Когда не знаешь, с чего начать, начни с первого, что придет в голову. Вот сейчас, например, я выбирала шрифт, потому что с буквами у меня высокие отношения. У нас с ними изуверская любовь – я их чувствую, а они ломаются. Более того, не отпускают. Более того – заслоняют от меня весь настоящий мир…
Сейчас, когда я хожу по улицам, меня останавливают подвыпившие мужчинки в меховых шапках и просят улыбнуться. Мне это нравится. Давным-давно, когда у меня был жених по имени Дима, я обожала блистать одна в обществе четверых мужиков. Блистать – означало 8 Марта в качестве закуски к водке варить рис в чайнике (больше ничего не было ни из еды, ни из посуды). Зато, когда я доставала из пачки папироску, к ней тянулись сразу четыре зажигалки. Спустя много лет я наблюдала за этой игрой полов в кафе в Останкино. Никуда оно не денется, даже если на работу мы будем летать на сверхзвуковых самолетах и жрать пластиковую еду. Стоит женщине захотеть, сознание мужчины с легкостью делает прыжок на миллион лет назад. Даже если речь идет о банальном прикуривании…

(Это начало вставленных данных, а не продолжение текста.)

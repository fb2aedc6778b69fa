//! Repository for the live `milestones` table.

use agency_core::service_template::MilestoneStatus;
use agency_core::types::DbId;
use sqlx::{PgPool, Postgres, Transaction};

use crate::models::milestone::{CreateMilestone, Milestone};

const COLUMNS: &str = "id, service_id, name, description, position, start_date, due_date, \
     status, created_at, updated_at";

/// Provides CRUD operations for live milestones.
pub struct MilestoneRepo;

impl MilestoneRepo {
    pub(crate) async fn create_in_tx(
        tx: &mut Transaction<'_, Postgres>,
        input: &CreateMilestone,
    ) -> Result<Milestone, sqlx::Error> {
        let query = format!(
            "INSERT INTO milestones \
                (service_id, name, description, position, start_date, due_date) \
             VALUES ($1, $2, $3, $4, $5, $6) \
             RETURNING {COLUMNS}"
        );
        sqlx::query_as::<_, Milestone>(&query)
            .bind(input.service_id)
            .bind(&input.name)
            .bind(&input.description)
            .bind(input.position)
            .bind(input.start_date)
            .bind(input.due_date)
            .fetch_one(&mut **tx)
            .await
    }

    /// List a service's milestones ordered by position.
    pub async fn list_by_service(
        pool: &PgPool,
        service_id: DbId,
    ) -> Result<Vec<Milestone>, sqlx::Error> {
        let query = format!(
            "SELECT {COLUMNS} FROM milestones \
             WHERE service_id = $1 \
             ORDER BY position ASC, id ASC"
        );
        sqlx::query_as::<_, Milestone>(&query)
            .bind(service_id)
            .fetch_all(pool)
            .await
    }

    /// Set a milestone's status. Returns `true` if the row exists.
    pub async fn update_status(
        pool: &PgPool,
        id: DbId,
        status: MilestoneStatus,
    ) -> Result<bool, sqlx::Error> {
        let result = sqlx::query("UPDATE milestones SET status = $2 WHERE id = $1")
            .bind(id)
            .bind(status.as_str())
            .execute(pool)
            .await?;
        Ok(result.rows_affected() > 0)
    }
}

Так вот. Недавно на Павелецкой ко мне подошла девочка с совершенно щенячьей улыбкой, с ориентацией, написанной бегущей строкой на лбу, и спросила, всегда ли я такая серьезная или умею улыбаться? Кроме ориентации, на лбу у нее была написана несчастная любовь. Мы разговорились. Я, как заправская гадалка, всё рассказала ей про нее саму – а история почти всегда одна, она любит ее, а та любит другую, и при этом они много лет дружат. Все. Все, со своими многочисленными скелетами в шкафах, дружат, а про скелетов благородно молчат. А потом этот шкаф как распахнется САМ, и как они вывалятся всей толпой! В общем, я посоветовала девочке не молчать, потому что многие вещи проходят мимо нас - потому что мы даем им пройти мимо…
Я сейчас смешная – постриглась коротко, хожу в вельветовой фриковской курточке, за спиной рюкзак, из кармана тянется проводок плеера, в ушах какая-нибудь глупость. Разговариваю сама с собой, кусаю губы, могу гомерически расхохотаться прямо посреди улицы. Я похожа на обаятельную сумасшедшую. Когда люди спрашивают у меня дорогу, я рассказываю очень подробно, где удобней перейти и где лучше свернуть. Люди постоянно спрашивают у меня дорогу. Я как-то не задумывалась об этом, пока на Новокузнецкой на меня не накинулись сто китайцев, которым я полчаса объясняла, как доехать до ВДНХ…
Мысли роятся. Почему-то вспоминаю, как заночевала в «доме колхозника», у Нелички. В этом коммунальном доме меня любят двое, она и Мариночка, а из третьей комнаты веет отчуждением, там я тоже один раз ночевала, но при других обстоятельствах. Господи, где я только не ночевала и на каких только собачьих диванчиках не спала! У меня какая-то особенная судьба, даже при наличии собственного дома, бывать оставленной на ночь и утром встречать безрадостное гостеприимство чужого дома, милые особенности душа и вчерашние носки и штаны. Еще одна моя судьба – болтаться на заднем сиденье в машине мужа (любовника) своей женщины (любовницы). Меня любезно подвозят куда мне надо. Даже если мне никуда не надо, а надо, чтобы женщина вышла из машины и обняла меня прямо на мосту. Или перелезла бы ко мне на заднее сиденье целоваться…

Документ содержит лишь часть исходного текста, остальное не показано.